■ **Dataset content**:
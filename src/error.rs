//! Error types for the Moody Player application

use thiserror::Error;

/// Moody Player errors
#[derive(Error, Debug, Clone)]
pub enum MoodError {
    /// Camera initialization or capture error
    #[error("Camera error: {0}")]
    CameraError(String),

    /// Face detector or expression classifier failed to load
    #[error("Model load error: {0}")]
    ModelLoadError(String),

    /// A single detection pass failed
    #[error("Detection error: {0}")]
    DetectionError(String),

    /// Image decoding or conversion error
    #[error("Image error: {0}")]
    ImageError(String),

    /// Channel communication error
    #[error("Channel error: {0}")]
    ChannelError(String),

    /// File system I/O error
    #[error("IO error: {0}")]
    IOError(String),

    /// Configuration error
    #[error("Configuration error: {0}")]
    ConfigError(String),
}

impl From<std::io::Error> for MoodError {
    fn from(e: std::io::Error) -> Self {
        MoodError::IOError(e.to_string())
    }
}

impl From<image::ImageError> for MoodError {
    fn from(e: image::ImageError) -> Self {
        MoodError::ImageError(e.to_string())
    }
}

impl MoodError {
    /// Check if this error is recoverable
    ///
    /// Recoverable errors are tied to a single frame and go away on their own.
    /// The rest point at the environment (camera, model files, config) and are
    /// logged as errors so the user can act on them. Either way a failed tick
    /// only skips that tick.
    pub fn is_recoverable(&self) -> bool {
        match self {
            MoodError::CameraError(_) => false,
            // No retry once models fail to load
            MoodError::ModelLoadError(_) => false,
            MoodError::DetectionError(_) => true,
            MoodError::ImageError(_) => true,
            MoodError::ChannelError(_) => false,
            MoodError::IOError(_) => false,
            MoodError::ConfigError(_) => false,
        }
    }

    /// Get a user-friendly description of the error
    pub fn user_message(&self) -> String {
        match self {
            MoodError::CameraError(_) => {
                "Camera unavailable. Please check that a webcam is connected.".to_string()
            }
            MoodError::ModelLoadError(_) => {
                "Failed to load the expression models. Please verify the model files are present."
                    .to_string()
            }
            MoodError::DetectionError(_) => {
                "Expression detection failed for this frame.".to_string()
            }
            MoodError::ImageError(_) => "Could not read the image.".to_string(),
            MoodError::ChannelError(_) => {
                "Internal communication error. Please restart the application.".to_string()
            }
            MoodError::IOError(_) => "File system error occurred.".to_string(),
            MoodError::ConfigError(_) => {
                "Configuration error. Please check settings.".to_string()
            }
        }
    }
}

/// Result type alias for Moody Player operations
pub type Result<T> = std::result::Result<T, MoodError>;

#[cfg(test)]
mod tests {
    use super::*;

    #[test]
    fn test_model_load_error_is_permanent() {
        let err = MoodError::ModelLoadError("missing weights".into());
        assert!(!err.is_recoverable());
        assert_eq!(err.to_string(), "Model load error: missing weights");
    }

    #[test]
    fn test_detection_error_is_recoverable() {
        let err = MoodError::DetectionError("bad tensor".into());
        assert!(err.is_recoverable());
        assert!(err.user_message().contains("detection failed"));
    }

    #[test]
    fn test_frame_errors_are_recoverable_environment_errors_are_not() {
        assert!(MoodError::ImageError("truncated".into()).is_recoverable());
        assert!(!MoodError::CameraError("unplugged".into()).is_recoverable());
        assert!(!MoodError::ConfigError("bad".into()).is_recoverable());
        assert!(!MoodError::IOError("denied".into()).is_recoverable());
    }

    #[test]
    fn test_io_error_conversion() {
        let io = std::io::Error::new(std::io::ErrorKind::NotFound, "gone");
        let err: MoodError = io.into();
        assert!(matches!(err, MoodError::IOError(_)));
    }
}
//! Main application struct and eframe integration
//!
//! `MoodyApp` owns the detector and the camera feed, drains detector events
//! and renders the single-page view.

use crate::camera::{FrameFeed, FrameSource};
#[cfg(feature = "webcam")]
use crate::camera::WebcamCapture;
use crate::processor::MoodDetector;
use crate::songs;
use crate::state::{DetectorEvent, DetectorState};
use crate::ui::components::camera_view::preview_caption;
use crate::ui::components::{CameraView, MoodCard, PreviewTexture, SongList, StatusBadge};
use crate::ui::theme::Theme;
use egui::{CentralPanel, RichText, ScrollArea, TopBottomPanel};
use std::time::Duration;
use tracing::{debug, info, warn};

/// Preview refresh while the camera is live
const PREVIEW_REPAINT: Duration = Duration::from_millis(50);

/// Main Moody Player application
pub struct MoodyApp {
    /// Whether the app has been initialized
    initialized: bool,
    detector: MoodDetector,
    frames: FrameFeed,
    #[cfg(feature = "webcam")]
    capture: Option<WebcamCapture>,
    theme: Theme,
    preview: PreviewTexture,
    /// Whether the detector has been told the camera is live
    camera_announced: bool,
    /// Last user-facing error from the detector
    notice: Option<String>,
}

impl MoodyApp {
    pub fn new(detector: MoodDetector, frames: FrameFeed) -> Self {
        Self {
            initialized: false,
            detector,
            frames,
            #[cfg(feature = "webcam")]
            capture: None,
            theme: Theme::dark(),
            preview: PreviewTexture::new(),
            camera_announced: false,
            notice: None,
        }
    }

    /// Keep a running webcam capture alive for the app's lifetime
    #[cfg(feature = "webcam")]
    pub fn with_capture(mut self, capture: WebcamCapture) -> Self {
        self.capture = Some(capture);
        self
    }

    pub fn detector(&self) -> &MoodDetector {
        &self.detector
    }

    pub fn notice(&self) -> Option<&str> {
        self.notice.as_deref()
    }

    /// Initialize the application (called on first frame)
    fn initialize(&mut self, ctx: &egui::Context) {
        if self.initialized {
            return;
        }
        self.initialized = true;
        self.theme.apply(ctx);
        info!("Moody Player UI initialized");
    }

    /// Drain detector events; returns whether anything arrived
    fn process_events(&mut self) -> bool {
        let mut changed = false;
        while let Some(event) = self.detector.try_recv_event() {
            changed = true;
            match event {
                DetectorEvent::StateChanged => {}
                DetectorEvent::Error(message) => {
                    warn!("Detector error: {}", message);
                    self.notice = Some(message);
                }
                DetectorEvent::Stopped => debug!("Detector stopped"),
            }
        }
        changed
    }

    /// Upload the latest frame and tell the detector once frames flow
    fn process_camera(&mut self, ctx: &egui::Context) {
        let Some(frame) = self.frames.current_frame() else {
            return;
        };
        self.preview.update(ctx, &frame);

        if !self.camera_announced {
            self.camera_announced = true;
            info!("Camera live ({}x{})", frame.width, frame.height);
            self.detector.camera_ready();
        }
    }

    /// Render one frame of the view
    pub fn show(&mut self, ctx: &egui::Context) {
        self.initialize(ctx);

        if self.process_events() {
            ctx.request_repaint();
        }
        self.process_camera(ctx);

        let snapshot = self.detector.state().snapshot();

        self.show_header(ctx, &snapshot);
        self.show_footer(ctx, &snapshot);
        self.show_content(ctx, &snapshot);

        if self.frames.is_live() {
            ctx.request_repaint_after(PREVIEW_REPAINT);
        }
    }

    fn show_header(&self, ctx: &egui::Context, snapshot: &DetectorState) {
        TopBottomPanel::top("header")
            .frame(egui::Frame::none().fill(self.theme.bg_secondary).inner_margin(12.0))
            .show(ctx, |ui| {
                ui.horizontal(|ui| {
                    ui.label(
                        RichText::new("🎧 Moody Player")
                            .size(20.0)
                            .strong()
                            .color(self.theme.text_primary),
                    );
                    ui.with_layout(egui::Layout::right_to_left(egui::Align::Center), |ui| {
                        StatusBadge::new(snapshot.status, &self.theme).show(ui);
                    });
                });
            });
    }

    fn show_footer(&self, ctx: &egui::Context, snapshot: &DetectorState) {
        TopBottomPanel::bottom("footer")
            .frame(egui::Frame::none().fill(self.theme.bg_secondary).inner_margin(8.0))
            .show(ctx, |ui| {
                ui.horizontal(|ui| {
                    ui.label(
                        RichText::new("Music engine pending integration")
                            .size(11.0)
                            .color(self.theme.text_muted),
                    );
                    if let Some(at) = snapshot.last_detection_at {
                        ui.with_layout(egui::Layout::right_to_left(egui::Align::Center), |ui| {
                            ui.label(
                                RichText::new(format!("Last detection {}", at.format("%H:%M:%S")))
                                    .size(11.0)
                                    .color(self.theme.text_muted),
                            );
                        });
                    }
                });
            });
    }

    fn show_content(&self, ctx: &egui::Context, snapshot: &DetectorState) {
        CentralPanel::default()
            .frame(egui::Frame::none().fill(self.theme.bg_primary).inner_margin(self.theme.spacing))
            .show(ctx, |ui| {
                ScrollArea::vertical().auto_shrink([false, false]).show(ui, |ui| {
                    self.theme.card_frame().show(ui, |ui| {
                        CameraView::new(self.preview.texture(), &self.theme).show(ui);
                        ui.vertical_centered(|ui| {
                            ui.label(preview_caption(&self.theme, self.frames.is_live()));
                        });
                        ui.add_space(self.theme.spacing);
                        MoodCard::new(&snapshot.reading, &self.theme).show(ui);

                        if let Some(notice) = &self.notice {
                            ui.add_space(self.theme.spacing_sm);
                            ui.label(RichText::new(notice).size(12.0).color(self.theme.error));
                        }
                    });

                    ui.add_space(self.theme.spacing);

                    self.theme.card_frame().show(ui, |ui| {
                        ui.label(
                            RichText::new("Live Mood Detection")
                                .size(16.0)
                                .strong()
                                .color(self.theme.text_primary),
                        );
                        ui.label(
                            RichText::new(
                                "Your mood is analyzed in real time using facial expressions.",
                            )
                            .size(13.0)
                            .color(self.theme.text_secondary),
                        );
                    });

                    ui.add_space(self.theme.spacing);

                    self.theme.card_frame().show(ui, |ui| {
                        if let Some(song) = SongList::new(songs::recommended(), &self.theme).show(ui)
                        {
                            info!("Opening {}", song.track_url);
                        }
                    });
                });
            });
    }

    /// Tear down detection and capture
    pub fn shutdown(&mut self) {
        self.detector.shutdown();
        #[cfg(feature = "webcam")]
        {
            if let Some(mut capture) = self.capture.take() {
                capture.stop();
            }
        }
        self.frames.clear();
    }
}

impl eframe::App for MoodyApp {
    fn update(&mut self, ctx: &egui::Context, _frame: &mut eframe::Frame) {
        self.show(ctx);
    }

    fn on_exit(&mut self, _gl: Option<&eframe::glow::Context>) {
        info!("Moody Player shutting down");
        self.shutdown();
    }
}
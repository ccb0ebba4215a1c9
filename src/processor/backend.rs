//! Expression-detection capability
//!
//! The detector never looks inside the model. It only needs a backend that
//! can load its resources once and then, per frame, report either "no face"
//! or a score per emotion.

use crate::camera::VideoFrame;
use crate::config::ModelConfig;
use crate::error::{MoodError, Result};
use crate::mood::Expressions;
use parking_lot::Mutex;
use std::sync::Arc;

/// Face + expression detector
///
/// Both methods block; the detector calls them on the blocking pool.
pub trait ExpressionBackend: Send {
    /// Short name for logs
    fn name(&self) -> &str;

    /// Load the face detector and the expression classifier
    fn load_models(&mut self, config: &ModelConfig) -> Result<()>;

    /// Run detection on one frame
    ///
    /// `Ok(None)` means no face was found.
    fn detect(&mut self, frame: &VideoFrame) -> Result<Option<Expressions>>;
}

/// Backend shared between the loader and the polling loop
pub type SharedBackend = Arc<Mutex<Box<dyn ExpressionBackend>>>;

pub fn shared(backend: Box<dyn ExpressionBackend>) -> SharedBackend {
    Arc::new(Mutex::new(backend))
}

/// Stand-in when the crate is built without an inference runtime
#[derive(Debug, Default)]
pub struct UnavailableBackend;

impl ExpressionBackend for UnavailableBackend {
    fn name(&self) -> &str {
        "unavailable"
    }

    fn load_models(&mut self, _config: &ModelConfig) -> Result<()> {
        Err(MoodError::ModelLoadError(
            "No expression backend compiled in (build with --features onnx)".to_string(),
        ))
    }

    fn detect(&mut self, _frame: &VideoFrame) -> Result<Option<Expressions>> {
        Err(MoodError::DetectionError(
            "No expression backend available".to_string(),
        ))
    }
}

/// The backend this build ships with
pub fn default_backend() -> Box<dyn ExpressionBackend> {
    #[cfg(feature = "onnx")]
    {
        Box::new(super::onnx::OnnxExpressionBackend::new())
    }
    #[cfg(not(feature = "onnx"))]
    {
        Box::new(UnavailableBackend)
    }
}
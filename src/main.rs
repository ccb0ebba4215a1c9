//! Moody Player - webcam mood detector
//!
//! Main entry point. Usage: `moody-player [config.toml]`

use anyhow::{Context, Result};
use eframe::egui;
use moody_player::camera::{FrameFeed, StillImageSource};
use moody_player::config::AppConfig;
use moody_player::processor::{default_backend, MoodDetector};
use moody_player::ui::MoodyApp;
use std::path::PathBuf;
use std::sync::Arc;
use std::time::Duration;
use tracing::{info, warn};
use tracing_subscriber::{layer::SubscriberExt, util::SubscriberInitExt};

fn main() -> Result<()> {
    // Initialize logging
    tracing_subscriber::registry()
        .with(
            tracing_subscriber::EnvFilter::try_from_default_env()
                .unwrap_or_else(|_| "moody_player=debug,info".into()),
        )
        .with(tracing_subscriber::fmt::layer())
        .init();

    info!("Starting Moody Player");

    let config_path = std::env::args().nth(1).map(PathBuf::from);
    let config = AppConfig::resolve(config_path.as_deref())?;

    let runtime = tokio::runtime::Builder::new_multi_thread()
        .enable_all()
        .thread_name("moody-worker")
        .build()
        .context("Failed to start async runtime")?;

    let frames = match &config.camera.still_image {
        Some(path) => StillImageSource::open(path)?.feed(),
        None => FrameFeed::new(),
    };

    #[cfg(feature = "webcam")]
    let capture = if config.camera.still_image.is_none() {
        let mut capture = moody_player::camera::WebcamCapture::new(config.camera.index, frames.clone());
        match capture.start() {
            Ok(()) => Some(capture),
            Err(e) => {
                warn!("Camera unavailable: {}", e);
                None
            }
        }
    } else {
        None
    };

    #[cfg(not(feature = "webcam"))]
    {
        if config.camera.still_image.is_none() {
            warn!("Built without webcam support and no still image configured, camera stays off");
        }
    }

    let detector = MoodDetector::new(
        &config,
        default_backend(),
        Arc::new(frames.clone()),
        runtime.handle().clone(),
    );

    let app = MoodyApp::new(detector, frames);
    #[cfg(feature = "webcam")]
    let app = match capture {
        Some(capture) => app.with_capture(capture),
        None => app,
    };

    let options = eframe::NativeOptions {
        viewport: egui::ViewportBuilder::default()
            .with_inner_size([480.0, 820.0])
            .with_min_inner_size([360.0, 560.0])
            .with_title("Moody Player"),
        ..Default::default()
    };

    let result = eframe::run_native(
        "Moody Player",
        options,
        Box::new(|_cc| Ok(Box::new(app))),
    );

    // A detection may still be running on the blocking pool
    runtime.shutdown_timeout(Duration::from_secs(1));

    result.map_err(|e| anyhow::anyhow!("UI error: {}", e))
}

■ **Exercise prompt**: Retype only this range exactly: the first line of the data through the line where "or conversion error" appears.

■ **Reply**:
filename src/error.rs
//! Error types for the Moody Player application

use thiserror::Error;

/// Moody Player errors
#[derive(Error, Debug, Clone)]
pub enum MoodError {
    /// Camera initialization or capture error
    #[error("Camera error: {0}")]
    CameraError(String),

    /// Face detector or expression classifier failed to load
    #[error("Model load error: {0}")]
    ModelLoadError(String),

    /// A single detection pass failed
    #[error("Detection error: {0}")]
    DetectionError(String),

    /// Image decoding or conversion error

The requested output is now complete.